(Material provided Opens)
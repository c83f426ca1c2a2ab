//! Parse and configuration errors.
//!
//! Two distinct failure families that must never be confused:
//!
//! - [`ParseError`]: bad *input*. Raised per call, carries the offending
//!   token so callers can surface it to whoever typed the expression.
//! - [`ConfigError`]: bad *configuration*. Raised once, at
//!   [`Parser::new`](crate::Parser::new), never on the parse path.

use std::fmt;

use thiserror::Error;

/// Segment of the expression grammar that failed value validation.
///
/// The four slots of `now[/unit][±N unit[/unit]]`, in source order.
#[derive(Debug, Clone, Copy, PartialEq, Eq, Hash)]
pub enum Position {
    NowKeyword,
    NowRounding,
    Offset,
    FinalRounding,
}

impl Position {
    /// Stable tag used in error messages.
    pub fn as_str(self) -> &'static str {
        match self {
            Position::NowKeyword => "now-keyword",
            Position::NowRounding => "now-rounding",
            Position::Offset => "offset",
            Position::FinalRounding => "final-rounding",
        }
    }
}

impl fmt::Display for Position {
    fn fmt(&self, f: &mut fmt::Formatter<'_>) -> fmt::Result {
        f.write_str(self.as_str())
    }
}

/// Raised when an expression cannot be parsed. Fatal to the current call;
/// there are no partial results.
#[derive(Debug, Clone, Error, PartialEq, Eq)]
pub enum ParseError {
    /// The raw input does not match the expression grammar at all. Reported
    /// by the tokenizer; such input never reaches value resolution.
    #[error("invalid expression: '{value}'")]
    InvalidStructure { value: String },

    /// The structure is valid, but a token's value is not known to the
    /// parser's configuration (unknown now-keyword, or a unit missing from
    /// the unit table). `position` names the grammar segment that failed.
    #[error("invalid {position}: '{value}'")]
    InvalidValue { value: String, position: Position },
}

/// Raised by [`Parser::new`](crate::Parser::new) when the supplied
/// configuration cannot produce a working parser.
#[derive(Debug, Clone, Copy, Error, PartialEq, Eq)]
pub enum ConfigError {
    #[error("now_aliases must not be empty")]
    EmptyNowAliases,
    #[error("units must not be empty")]
    EmptyUnits,
}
(Material provided Closes)
Exercise brief | "pub fn as_str(self)" marks the first line to print; reproduce that line and every line after it through the end of the listing above.

Reply |
    pub fn as_str(self) -> &'static str {
        match self {
            Position::NowKeyword => "now-keyword",
            Position::NowRounding => "now-rounding",
            Position::Offset => "offset",
            Position::FinalRounding => "final-rounding",
        }
    }
}

impl fmt::Display for Position {
    fn fmt(&self, f: &mut fmt::Formatter<'_>) -> fmt::Result {
        f.write_str(self.as_str())
    }
}

/// Raised when an expression cannot be parsed. Fatal to the current call;
/// there are no partial results.
#[derive(Debug, Clone, Error, PartialEq, Eq)]
pub enum ParseError {
    /// The raw input does not match the expression grammar at all. Reported
    /// by the tokenizer; such input never reaches value resolution.
    #[error("invalid expression: '{value}'")]
    InvalidStructure { value: String },

    /// The structure is valid, but a token's value is not known to the
    /// parser's configuration (unknown now-keyword, or a unit missing from
    /// the unit table). `position` names the grammar segment that failed.
    #[error("invalid {position}: '{value}'")]
    InvalidValue { value: String, position: Position },
}

/// Raised by [`Parser::new`](crate::Parser::new) when the supplied
/// configuration cannot produce a working parser.
#[derive(Debug, Clone, Copy, Error, PartialEq, Eq)]
pub enum ConfigError {
    #[error("now_aliases must not be empty")]
    EmptyNowAliases,
    #[error("units must not be empty")]
    EmptyUnits,
}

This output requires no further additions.